Diantaranya, Kepala Desa Kilong, Kramat, dan Meranti Jaya. Sementara yang mewakili Kades yakni, Desa Bobong dan Limbo.

Selain itu, Kades Kawalo, Woyo, Pancuran, Holbota, Talo, Wayo dan Ratahaya, tidak menghadiri agenda sosialisasi dan advokasi vaksinasi sinovak covid-19 tersebut.

Terkait hal ini, Kepala Kecamatan Taliabu Barat, Dince Muhdi, mengemukakan adala

“Ini berawal karena kemarin informasi kan undangannya kemarin (jumat) batal, kemungkinan jangan sampai undangan kedua ini mendesak, jadi mereka misalnya dari kawalo-woyo itu tidak sempat ikuti (terkait sosialisasi vaksinasi),” kata Dince kepada sejumlah wartawan, di balai kantor Desa Kilong, Sabtu (6/3/2021) kemarin sore.

Dince mengakui, pada undangan terbaru itu, dirinya mencoba untuk menghubungi pihak Kades di beberapa desa namun terkendala jaringan.

“Tapi mereka (Kades) itu kan nanti saya sampaikan harus siap menerima vaksin, dengan catatan kalau tidak ikut sosialisasi,” ujar Ibu Camat Taliabu Barat Pulau Taliabu itu.

Untuk itu, Dince mendesak agar tidak terulang kembali.

“Saya sampaikan bahwa lain kali tidak boleh begini.

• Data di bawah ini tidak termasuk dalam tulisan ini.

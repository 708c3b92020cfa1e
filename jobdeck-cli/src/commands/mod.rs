pub mod config;
pub mod job;
pub mod watch;

pub use config::ConfigCommand;
pub use job::{JobCommand, JobFields};
pub use watch::WatchArgs;
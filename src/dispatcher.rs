//! Lifecycle commands against the job repository.
//!
//! The dispatcher turns one user intent into at most one repository call.
//! Everything that can be decided locally (action availability, destructive
//! confirmation, form validation) is decided before the call is made.

use crate::{
    Result,
    error::DashboardError,
    form::JobForm,
    job::{Job, JobAction, JobId},
    repository::JobRepository,
    store::CommandKind,
};
use std::sync::Arc;
use tracing::{debug, info, warn};

/// Asks the user to confirm a destructive action.
pub trait Confirmation: Send + Sync {
    fn confirm(&self, prompt: &str) -> bool;
}

impl<F> Confirmation for F
where
    F: Fn(&str) -> bool + Send + Sync,
{
    fn confirm(&self, prompt: &str) -> bool {
        self(prompt)
    }
}

/// A lifecycle command. Job commands carry the snapshot the user acted on.
#[derive(Debug, Clone)]
pub enum Command {
    Save(JobForm),
    Delete(Job),
    Cancel(Job),
    Retry(Job),
}

impl Command {
    pub fn kind(&self) -> CommandKind {
        match self {
            Command::Save(form) if form.is_editing() => CommandKind::Update,
            Command::Save(_) => CommandKind::Create,
            Command::Delete(_) => CommandKind::Delete,
            Command::Cancel(_) => CommandKind::Cancel,
            Command::Retry(_) => CommandKind::Retry,
        }
    }

    /// The job the command targets, if it already exists.
    pub fn job_id(&self) -> Option<&str> {
        match self {
            Command::Save(form) => form.editing_target(),
            Command::Delete(job) | Command::Cancel(job) | Command::Retry(job) => Some(&job.id),
        }
    }
}

#[derive(Debug, Clone, PartialEq)]
pub enum CommandOutcome {
    /// The repository accepted the command.
    Completed {
        command: CommandKind,
        job_id: Option<JobId>,
    },
    /// The user declined the confirmation; nothing was sent.
    Declined,
}

pub struct CommandDispatcher {
    repository: Arc<dyn JobRepository>,
    confirmation: Arc<dyn Confirmation>,
}

impl CommandDispatcher {
    pub fn new(repository: Arc<dyn JobRepository>, confirmation: Arc<dyn Confirmation>) -> Self {
        Self {
            repository,
            confirmation,
        }
    }

    pub async fn dispatch(&self, command: Command) -> Result<CommandOutcome> {
        let kind = command.kind();
        debug!("Dispatching {} command for {:?}", kind, command.job_id());

        let job_id = match command {
            Command::Save(form) => {
                let payload = form.validate()?;
                match form.editing_target() {
                    Some(id) => {
                        self.repository.update_job(id, &payload).await?;
                        id.to_string()
                    }
                    None => self.repository.create_job(&payload).await?.id,
                }
            }
            Command::Delete(job) => {
                if !self.confirmed(JobAction::Delete, &job) {
                    return Ok(CommandOutcome::Declined);
                }
                self.repository.delete_job(&job.id).await?;
                job.id
            }
            Command::Cancel(job) => {
                ensure_available(JobAction::Cancel, &job)?;
                if !self.confirmed(JobAction::Cancel, &job) {
                    return Ok(CommandOutcome::Declined);
                }
                self.repository.cancel_job(&job.id).await?;
                job.id
            }
            Command::Retry(job) => {
                ensure_available(JobAction::Retry, &job)?;
                self.repository.retry_job(&job.id).await?;
                job.id
            }
        };

        info!("Job {} {}", job_id, kind);
        Ok(CommandOutcome::Completed {
            command: kind,
            job_id: Some(job_id),
        })
    }

    fn confirmed(&self, action: JobAction, job: &Job) -> bool {
        let prompt = format!("Are you sure you want to {} job {} ({})?", action, job.name, job.id);
        let confirmed = self.confirmation.confirm(&prompt);
        if !confirmed {
            info!("{} of job {} declined", action, job.id);
        }
        confirmed
    }
}

fn ensure_available(action: JobAction, job: &Job) -> Result<()> {
    if action.is_available_for(job.status) {
        return Ok(());
    }
    warn!("Refusing to {} job {} in status {}", action, job.id, job.status);
    Err(DashboardError::ActionUnavailable {
        action,
        status: job.status,
    })
}
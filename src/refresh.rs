//! Periodic background refresh of a [`Dashboard`].

use crate::{Result, config::DashboardConfig, dashboard::Dashboard, error::DashboardError};
use std::time::Duration;
use tokio::{
    sync::mpsc,
    task::JoinHandle,
    time::{MissedTickBehavior, interval},
};
use tracing::{debug, info, warn};

/// Fires a full list refresh once at start and then every `interval`.
///
/// Each tick spawns its own refresh. A slow refresh is never cancelled and a
/// new tick never waits for it, so refreshes may overlap; the dashboard's
/// [`RefreshPolicy`](crate::store::RefreshPolicy) decides which completion
/// the view keeps.
pub struct RefreshScheduler {
    dashboard: Dashboard,
    interval: Duration,
}

impl RefreshScheduler {
    pub fn new(dashboard: Dashboard, interval: Duration) -> Result<Self> {
        if interval.is_zero() {
            return Err(DashboardError::Config(
                "Refresh interval must be greater than zero".to_string(),
            ));
        }
        Ok(Self {
            dashboard,
            interval,
        })
    }

    pub fn from_config(dashboard: Dashboard, config: &DashboardConfig) -> Result<Self> {
        Self::new(dashboard, config.refresh_interval)
    }

    pub fn interval(&self) -> Duration {
        self.interval
    }

    pub fn spawn(self) -> RefreshHandle {
        let (shutdown_tx, shutdown_rx) = mpsc::channel(1);
        let task = tokio::spawn(self.run(shutdown_rx));
        RefreshHandle { shutdown_tx, task }
    }

    async fn run(self, mut shutdown_rx: mpsc::Receiver<()>) {
        info!("Refresh scheduler started, every {:?}", self.interval);

        let mut ticks = interval(self.interval);
        ticks.set_missed_tick_behavior(MissedTickBehavior::Delay);

        loop {
            tokio::select! {
                _ = shutdown_rx.recv() => {
                    info!("Refresh scheduler shutting down");
                    break;
                }
                _ = ticks.tick() => {
                    let dashboard = self.dashboard.clone();
                    tokio::spawn(async move {
                        if let Err(e) = dashboard.refresh().await {
                            debug!("Scheduled refresh failed: {}", e);
                        }
                    });
                }
            }
        }
    }
}

/// Stops a running [`RefreshScheduler`]. Refreshes already in flight still complete.
pub struct RefreshHandle {
    shutdown_tx: mpsc::Sender<()>,
    task: JoinHandle<()>,
}

impl RefreshHandle {
    pub async fn shutdown(self) -> Result<()> {
        if self.shutdown_tx.send(()).await.is_err() {
            warn!("Refresh scheduler already stopped");
        }
        self.task.await.map_err(|e| {
            DashboardError::Config(format!("Refresh scheduler task failed: {}", e))
        })
    }

    pub fn is_finished(&self) -> bool {
        self.task.is_finished()
    }
}

#[cfg(test)]
mod tests {
    use super::*;
    use crate::job::{Job, JobStatus};
    use crate::repository::{InMemoryJobRepository, RepositoryCall};
    use std::sync::Arc;
    use tokio::time::sleep;

    const PERIOD: Duration = Duration::from_secs(30);

    fn setup() -> (Arc<InMemoryJobRepository>, Dashboard) {
        let repository = Arc::new(InMemoryJobRepository::with_jobs(vec![
            Job::new("1", "send-email"),
            Job::new("2", "cleanup").with_status(JobStatus::Failed),
        ]));
        let dashboard = Dashboard::new(
            repository.clone(),
            Arc::new(|_: &str| true),
            &DashboardConfig::default(),
        );
        (repository, dashboard)
    }

    async fn list_calls(repository: &InMemoryJobRepository) -> usize {
        repository
            .calls()
            .await
            .iter()
            .filter(|call| matches!(call, RepositoryCall::List(_)))
            .count()
    }

    #[test]
    fn test_zero_interval_is_rejected() {
        let (_, dashboard) = setup();
        assert!(RefreshScheduler::new(dashboard, Duration::ZERO).is_err());
    }

    #[tokio::test(start_paused = true)]
    async fn test_refreshes_immediately_then_periodically() {
        let (repository, dashboard) = setup();
        let handle = RefreshScheduler::new(dashboard.clone(), PERIOD)
            .unwrap()
            .spawn();

        sleep(Duration::from_millis(10)).await;
        assert_eq!(list_calls(&repository).await, 1);
        assert_eq!(dashboard.view().await.total_count, 2);

        sleep(PERIOD * 2).await;
        assert_eq!(list_calls(&repository).await, 3);

        handle.shutdown().await.unwrap();
        sleep(PERIOD * 3).await;
        assert_eq!(list_calls(&repository).await, 3);
    }

    #[tokio::test(start_paused = true)]
    async fn test_slow_refreshes_overlap() {
        let (repository, dashboard) = setup();
        repository.push_list_latency(PERIOD + PERIOD / 2).await;

        let handle = RefreshScheduler::new(dashboard.clone(), PERIOD)
            .unwrap()
            .spawn();

        sleep(PERIOD + Duration::from_secs(1)).await;
        // the second tick fired while the first refresh was still in flight
        assert_eq!(list_calls(&repository).await, 2);
        assert!(dashboard.view().await.loading);

        sleep(PERIOD / 2).await;
        assert!(!dashboard.view().await.loading);

        handle.shutdown().await.unwrap();
    }

    #[tokio::test(start_paused = true)]
    async fn test_failed_refresh_keeps_running() {
        let (repository, dashboard) = setup();
        repository.fail_next(1);

        let handle = RefreshScheduler::new(dashboard.clone(), PERIOD)
            .unwrap()
            .spawn();

        sleep(Duration::from_millis(10)).await;
        let view = dashboard.view().await;
        assert_eq!(view.total_count, 0);
        assert_eq!(view.notifications.len(), 1);

        sleep(PERIOD).await;
        assert_eq!(dashboard.view().await.total_count, 2);
        assert!(!handle.is_finished());

        handle.shutdown().await.unwrap();
    }
}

Harus hadir karena kegiatan ini penting, harus didengar langsung lebih baik,” tegasnya.

Tidak hanya itu, pada beberapa hari lalu, Bupati Pulau Taliabu, Aliong Mus terus mengingatkan bahwa, yang paling terpenting saat ini adalah penanganan covid-19.

Seharusnya, ini menjadi cambuk (dorongan) bagi seluruh jajaran pemerintahan Daerah maupun di Desa.